Wacky plot keeps the pages turning and enduring schmaltzy romantic sequences.

Sisters work together to solve a child-abandonment case.

Ellie and Julia Cates have never been close. Julia is shy and brainy; Ellie gets by on charm and looks. Their differences must be tossed aside when a traumatized young girl wanders in from the forest into their hometown in Washington. The sisters’ professional skills are put to the test. Julia is a world-renowned child psychologist who has lost her edge. She is reeling from a case that went publicly sour. Though she was cleared of all wrongdoing, Julia’s name was tarnished, forcing her to shutter her Beverly Hills practice. Ellie Barton is the local police chief in Rain Valley, who’s never faced a tougher case. This is her chance to prove she is more than just a fading homecoming queen, but a scarcity of clues and a reluctant victim make locating the girl’s parents nearly impossible.

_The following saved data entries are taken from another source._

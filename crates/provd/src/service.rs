//! Daemon assembly.
//!
//! Wires the bus, cluster, bid engine, manifest, balance, withdraw and
//! listener tasks together and tears them down in dependency order.

use std::sync::Arc;

use tokio::sync::watch;
use tokio::task::JoinHandle;
use tracing::{info, warn};

use provd_bidengine::{BidEngineService, BidEngineStatus};
use provd_chain::Session;
use provd_cluster::{ClusterClient, ClusterService, ClusterServiceStatus};
use provd_manifest::{ManifestService, ManifestStatus};
use provd_pubsub::Bus;

use crate::balance::BalanceChecker;
use crate::config::Config;
use crate::http::ManifestIngest;
use crate::listener::ChainListener;
use crate::withdraw::WithdrawHandler;

#[derive(Debug, Clone, Copy, PartialEq, Eq)]
pub struct ProviderStatus {
    pub cluster: ClusterServiceStatus,
    pub bidengine: BidEngineStatus,
    pub manifest: ManifestStatus,
}

/// A fully wired provider daemon. Dropping it does not stop anything;
/// flip the shutdown channel and call [`ProviderService::join`].
pub struct ProviderService {
    bus: Bus,
    cluster: ClusterService,
    bidengine: BidEngineService,
    manifests: ManifestService,
    handles: Handles,
}

struct Handles {
    http: JoinHandle<()>,
    listener: JoinHandle<()>,
    bidengine: JoinHandle<()>,
    manifest: JoinHandle<()>,
    balance: JoinHandle<()>,
    withdraw: JoinHandle<()>,
    cluster: JoinHandle<()>,
}

impl ProviderService {
    pub async fn start(
        session: Session,
        cluster_client: Arc<dyn ClusterClient>,
        config: &Config,
        shutdown: watch::Receiver<bool>,
    ) -> anyhow::Result<Self> {
        let pricing = config.pricing_strategy()?;
        let bus = Bus::new();

        let (cluster, cluster_handle) = ClusterService::spawn(
            cluster_client,
            session.clone(),
            bus.clone(),
            config.cluster(),
            shutdown.clone(),
        )
        .await?;

        let (bidengine, bidengine_handle) = BidEngineService::spawn(
            session.clone(),
            cluster.inventory().clone(),
            pricing,
            bus.clone(),
            shutdown.clone(),
        )
        .await?;

        let (manifests, manifest_handle) = ManifestService::spawn(
            session.clone(),
            bus.clone(),
            config.manifest(),
            shutdown.clone(),
        )
        .await?;

        let balance_handle = BalanceChecker::spawn(
            session.clone(),
            bus.clone(),
            config.balance(),
            shutdown.clone(),
        )
        .await?;

        let withdraw_handle =
            WithdrawHandler::spawn(session.clone(), &bus, shutdown.clone()).await?;

        let listener_handle = ChainListener::spawn(
            session.clone(),
            bus.clone(),
            std::time::Duration::from_secs(config.chain_poll_secs),
            shutdown.clone(),
        );

        let http_handle = ManifestIngest::new(config.listen, manifests.clone())
            .serve(shutdown)
            .await?;

        info!(provider = %session.provider_address(), "provider daemon started");
        Ok(Self {
            bus,
            cluster,
            bidengine,
            manifests,
            handles: Handles {
                http: http_handle,
                listener: listener_handle,
                bidengine: bidengine_handle,
                manifest: manifest_handle,
                balance: balance_handle,
                withdraw: withdraw_handle,
                cluster: cluster_handle,
            },
        })
    }

    pub fn manifests(&self) -> &ManifestService {
        &self.manifests
    }

    pub async fn status(&self) -> anyhow::Result<ProviderStatus> {
        Ok(ProviderStatus {
            cluster: self.cluster.status().await?,
            bidengine: self.bidengine.status().await?,
            manifest: self.manifests.status().await?,
        })
    }

    /// Wait for every task to exit. Event producers drain first so the
    /// consumers below them see a quiet bus while they tear down.
    pub async fn join(self) {
        let Handles {
            http,
            listener,
            bidengine,
            manifest,
            balance,
            withdraw,
            cluster,
        } = self.handles;
        for (name, handle) in [
            ("http", http),
            ("listener", listener),
            ("bidengine", bidengine),
            ("manifest", manifest),
            ("balance", balance),
            ("withdraw", withdraw),
            ("cluster", cluster),
        ] {
            if let Err(err) = handle.await {
                warn!(task = name, %err, "task panicked during shutdown");
            }
        }
        self.bus.close().await;
        info!("provider daemon stopped");
    }
}

#[cfg(test)]
mod tests {
    use std::time::Duration;

    use clap::Parser;

    use provd_chain::mock::MockChain;
    use provd_chain::ProviderInfo;
    use provd_cluster::mock::MockCluster;
    use provd_cluster::Node;
    use provd_types::ResourceUnits;

    use super::*;

    #[derive(Parser)]
    struct TestCli {
        #[command(flatten)]
        config: Config,
    }

    fn test_config() -> Config {
        // Port 0 so parallel tests never collide on the listen socket.
        TestCli::parse_from(["provd", "--listen", "127.0.0.1:0"]).config
    }

    #[tokio::test]
    async fn starts_and_stops_cleanly() {
        let chain = Arc::new(MockChain::new());
        let session = Session::new(
            ProviderInfo {
                address: "provider".to_string(),
                attributes: Vec::new(),
            },
            chain.clone(),
            chain,
        );
        let cluster = Arc::new(MockCluster::new());
        cluster.set_nodes(vec![Node {
            name: "node0".to_string(),
            available: ResourceUnits {
                cpu_millis: 8000,
                memory_bytes: 16 << 30,
                storage_bytes: 100 << 30,
                endpoints: 0,
            },
        }]);

        let (stop_tx, stop_rx) = watch::channel(false);
        let service = ProviderService::start(session, cluster, &test_config(), stop_rx)
            .await
            .unwrap();

        let status = service.status().await.unwrap();
        assert_eq!(status.cluster.deployments, 0);
        assert_eq!(status.bidengine.orders, 0);
        assert_eq!(status.manifest.managers, 0);

        stop_tx.send(true).unwrap();
        tokio::time::timeout(Duration::from_secs(5), service.join())
            .await
            .expect("shutdown hung");
    }
}
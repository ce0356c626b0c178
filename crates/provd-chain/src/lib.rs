//! Chain access for the provider daemon.
//!
//! The ledger is an external collaborator consumed through two narrow
//! interfaces: a read-only [`QueryClient`] and a fire-and-confirm
//! [`TxClient`]. Both are eventually consistent with chain height;
//! broadcast failures are business errors, not protocol errors.

mod client;
pub mod mock;
mod session;

pub use client::{
    BidInfo, BidState, ChainError, DeploymentInfo, EscrowAccount, LeaseInfo, LeaseState,
    OrderInfo, OrderState, ProviderInfo, QueryClient, SyncInfo, TxClient,
};
pub use session::Session;
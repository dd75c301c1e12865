//! pkt-line framing for the hand-written part of the advertisement.
//!
//! Only the service announcement header is framed here; everything after it
//! comes verbatim from the git subprocess.

use super::GitService;

pub const PKT_FLUSH: &[u8] = b"0000";

/// Frame one pkt-line: a 4-hex-digit length prefix (including itself)
/// followed by the payload.
pub fn encode_pkt_line(data: &[u8]) -> Vec<u8> {
    let len = 4 + data.len();
    let mut out = Vec::with_capacity(len);
    out.extend_from_slice(format!("{len:04x}").as_bytes());
    out.extend_from_slice(data);
    out
}

/// The first packet of an `info/refs` response:
/// `# service=<name>\n` framed as a pkt-line, then a flush packet.
pub fn service_announcement(service: GitService) -> Vec<u8> {
    let payload = format!("# service={service}\n");
    let mut out = encode_pkt_line(payload.as_bytes());
    out.extend_from_slice(PKT_FLUSH);
    out
}

#[cfg(test)]
mod tests {
    use super::*;

    #[test]
    fn pkt_line_length_prefix_counts_itself() {
        let enc = encode_pkt_line(b"hello\n");
        assert_eq!(&enc[..4], b"000a");
        assert_eq!(&enc[4..], b"hello\n");
    }

    #[test]
    fn upload_pack_announcement_framing() {
        // payload is 26 bytes, so the prefix is hex(26 + 4) = 001e
        assert_eq!(
            service_announcement(GitService::UploadPack),
            b"001e# service=git-upload-pack\n0000"
        );
    }

    #[test]
    fn receive_pack_announcement_framing() {
        assert_eq!(
            service_announcement(GitService::ReceivePack),
            b"001f# service=git-receive-pack\n0000"
        );
    }
}
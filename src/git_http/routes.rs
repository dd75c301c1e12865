//! Path classification for protocol routes.
//!
//! An ordered table of (method, path-suffix pattern) entries, evaluated
//! first-match-wins against the raw request path. Everything the table does
//! not claim is a pass-through request for the checkout/preview pipeline.

use std::sync::LazyLock;

use axum::http::Method;
use regex::Regex;

/// Protocol operations the gateway understands.
#[derive(Debug, Clone, Copy, PartialEq, Eq)]
pub enum GitOp {
    /// `GET .../HEAD`: the repository's HEAD file.
    HeadFile,
    /// `GET .../info/refs`: smart advertisement.
    InfoRefs,
    /// `GET .../objects/info/alternates`
    Alternates,
    /// `GET .../objects/info/http-alternates`
    HttpAlternates,
    /// `GET .../objects/info/packs`
    InfoPacks,
    /// `GET .../objects/xx/x{38}`: loose object.
    LooseObject,
    /// `GET .../objects/pack/pack-x{40}.pack`
    PackFile,
    /// `GET .../objects/pack/pack-x{40}.idx`
    IdxFile,
    /// `POST .../git-upload-pack`: fetch RPC.
    UploadPack,
    /// `POST .../git-receive-pack`: push RPC.
    ReceivePack,
}

struct Route {
    method: Method,
    pattern: Regex,
    op: GitOp,
}

static ROUTE_TABLE: LazyLock<Vec<Route>> = LazyLock::new(|| {
    let route = |method: Method, pattern: &str, op: GitOp| Route {
        method,
        pattern: Regex::new(pattern).expect("route pattern"),
        op,
    };
    vec![
        route(Method::GET, r"/HEAD$", GitOp::HeadFile),
        route(Method::GET, r"/info/refs$", GitOp::InfoRefs),
        route(Method::GET, r"/objects/info/alternates$", GitOp::Alternates),
        route(Method::GET, r"/objects/info/http-alternates$", GitOp::HttpAlternates),
        route(Method::GET, r"/objects/info/packs$", GitOp::InfoPacks),
        route(Method::GET, r"/objects/[0-9a-f]{2}/[0-9a-f]{38}$", GitOp::LooseObject),
        route(Method::GET, r"/objects/pack/pack-[0-9a-f]{40}\.pack$", GitOp::PackFile),
        route(Method::GET, r"/objects/pack/pack-[0-9a-f]{40}\.idx$", GitOp::IdxFile),
        route(Method::POST, r"/git-upload-pack$", GitOp::UploadPack),
        route(Method::POST, r"/git-receive-pack$", GitOp::ReceivePack),
    ]
});

/// Outcome of classifying a (method, path) pair.
#[derive(Debug, PartialEq, Eq)]
pub enum Classification {
    /// A protocol route matched. `repo_prefix` is the path segment before
    /// the match start (possibly empty), `matched` the matched suffix.
    Protocol {
        op: GitOp,
        repo_prefix: String,
        matched: String,
    },
    /// A pattern matched but with the wrong method. This never falls
    /// through to pass-through handling.
    MethodMismatch { op: GitOp, allowed: Method },
    /// No protocol pattern matched; the request belongs to the
    /// checkout/preview pipeline.
    PassThrough,
}

/// Classify a request path against the route table, first match wins.
/// Method comparison is case-insensitive by construction (`Method` is
/// normalized by the HTTP layer).
pub fn classify(method: &Method, path: &str) -> Classification {
    for route in ROUTE_TABLE.iter() {
        if let Some(m) = route.pattern.find(path) {
            if *method != route.method {
                return Classification::MethodMismatch {
                    op: route.op,
                    allowed: route.method.clone(),
                };
            }
            return Classification::Protocol {
                op: route.op,
                repo_prefix: path[..m.start()].to_string(),
                matched: m.as_str().to_string(),
            };
        }
    }
    Classification::PassThrough
}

Ellie places an SOS call to her sister; she needs an expert to rehabilitate this wild-child who has been living outside of civilization for years. Confronted with her professional demons, Julia once again has the opportunity to display her talents and salvage her reputation. Hannah (The Things We Do for Love, 2004, etc.) is at her best when writing from the girl’s perspective. The feral wolf-child keeps the reader interested long after the other, transparent characters have grown tiresome. Hannah’s torturously over-written romance passages are stale, but there are surprises in store as the sisters set about unearthing Alice’s past and creating a home for her.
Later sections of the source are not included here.